Especially for you undergrads. and grad. students who read this blog, some thoughts, links, and posts on the job market for historians, and the job possibilities for undergraduate majors in history (happily, the latter appears considerably more open-ended at present).

Tenured Radical asks and offers a number of observations and suggestions on the question, How Should Graduate Schools Respond to the Bad Job Market, a topic that also got a lot of attention at the AHA last week and spurred a classic supply-side versus demand-side discussion (i.e., is the declining academic job market due to decline in demand in relation to supply of PhDs, or is it because that supply-demand imbalance has to do with deliberate university policies, inspired by the corporatization of the university, which have created it? Might it have to do with an "intentional restructuring of demand by administrators?"). The comments are coming in furiously from Tenured Radical's posts, so make sure to follow them as well. A challenge to the conventional narrative comes from Marc Bousquet (author of How the University Works) here.

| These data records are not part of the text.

pub mod clock;
pub mod reset;
//! Device-under-test capability trait.
//!
//! This module defines the `SimulationModel` trait implemented by anything the
//! testbench can drive. It provides:
//! 1. **Inputs:** Clock and reset pins, set as plain levels.
//! 2. **Evaluation:** One settle of combinational and sequential state per call.
//! 3. **Outputs:** The result register and trap-cause code, read as signed bytes.
//!
//! A compiled RTL model wraps its generated port accessors in this trait; the
//! crate's own `ScriptedCore` and the test mocks implement it directly.

use crate::verdict::TrapRecord;

/// A clocked model the testbench can drive.
///
/// The testbench borrows the model mutably for the length of a run and only
/// touches the two input pins; it never constructs or configures it.
pub trait SimulationModel {
    /// Drives the clock input.
    fn set_clock(&mut self, level: bool);
    /// Drives the reset input.
    fn set_reset(&mut self, level: bool);
    /// Settles the model's state given the current inputs.
    ///
    /// Evaluation is infallible from the testbench's point of view: a fault
    /// inside the design shows up in its outputs, not as an error here.
    fn eval(&mut self);
    /// Value of the result register (`a0` for the standard test programs).
    fn result_code(&self) -> i8;
    /// Trap cause reported by the core (`mcause`, truncated to eight bits).
    fn cause_code(&self) -> i8;

    /// Samples both outputs into a [`TrapRecord`].
    fn trap_record(&self) -> TrapRecord {
        TrapRecord::new(self.result_code(), self.cause_code())
    }
}

impl<M: SimulationModel + ?Sized> SimulationModel for Box<M> {
    fn set_clock(&mut self, level: bool) {
        (**self).set_clock(level);
    }

    fn set_reset(&mut self, level: bool) {
        (**self).set_reset(level);
    }

    fn eval(&mut self) {
        (**self).eval();
    }

    fn result_code(&self) -> i8 {
        (**self).result_code()
    }

    fn cause_code(&self) -> i8 {
        (**self).cause_code()
    }

    fn trap_record(&self) -> TrapRecord {
        (**self).trap_record()
    }
}
//! Testbench building blocks.
//!
//! The pieces the simulation loop composes each step:
//! 1. **Reset:** Time-based reset window mapped to a signal level by polarity.
//! 2. **Clock:** Single clock toggled once per time unit, with rising-edge detection.
//! 3. **Model:** The capability trait a device-under-test implements.
//! 4. **Probes:** Optional per-step observers (logging, periodic verdict sampling).

/// Clock driver and edge detection.
pub mod clock;
/// Device-under-test capability trait.
pub mod model;
/// Per-step observers.
pub mod probe;
/// Reset sequencing.
pub mod reset;

pub use clock::{ClockDriver, is_rising_edge, toggle};
pub use model::SimulationModel;
pub use probe::{NullProbe, Probe, StepInfo, TraceProbe, VerdictSample, VerdictSampler};
pub use reset::{ResetSequencer, is_reset_asserted};
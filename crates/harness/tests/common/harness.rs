use rvtb_core::Testbench;
use rvtb_core::config::{ResetPolarity, TestbenchConfig};

/// Installs a test-friendly subscriber so `tracing` output shows up on failure.
pub fn init_tracing() {
    let _ = tracing_subscriber::fmt()
        .with_test_writer()
        .with_env_filter("rvtb_core=debug")
        .try_init();
}

/// Builds a config with the given bounds and polarity.
pub fn config(max_sim_time: u64, window: u64, polarity: ResetPolarity) -> TestbenchConfig {
    let mut config = TestbenchConfig::default();
    config.max_sim_time = max_sim_time;
    config.reset.window = window;
    config.reset.polarity = polarity;
    config
}

/// Builds a testbench, panicking on invalid bounds.
pub fn testbench(max_sim_time: u64, window: u64, polarity: ResetPolarity) -> Testbench {
    init_tracing();
    Testbench::new(config(max_sim_time, window, polarity)).unwrap()
}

Then, John Fea (whose blog also covered the AHA extensively) has a fantastic series What Can You Do With A History Major, 17 parts and counting so far, and featuring lots of former history majors who are now in a wide variety of fields, doing just about everything imaginable. This is a series I hope to see awarded a "best series of posts" in some future blogging awards competition; in the meantime, when students ask you that question this semester, you can send them there; and undergraduates reading this blog, do not pass go, just click the link above for some good thoughts on the perennial question of the humanities undergraduate.

Comments

Seth Dowland said…
Thanks for posting about this subject, Paul. I've really enjoyed John's posts on what one might do with a history major (if you're reading, John, thanks!). I think it's essential for all of us engaged in the academic study of religious history to consider what we're training students to do--and to help them see the skills they're developing in our courses.

Regarding the problems of the academic job market, I found Timothy Burke's thoughts on the subject quite helpful. The dearth of academic jobs is obviously a live issue for me as someone seeking a tenure-track job, but as a teacher of undergrads, I don't run into the problem of how to train graduate students. And since I teach mostly freshmen, I also don't have many students asking me if they should go to grad school. I'm curious about other readers of this blog. What do you tell students who tell you they're interested in grad school?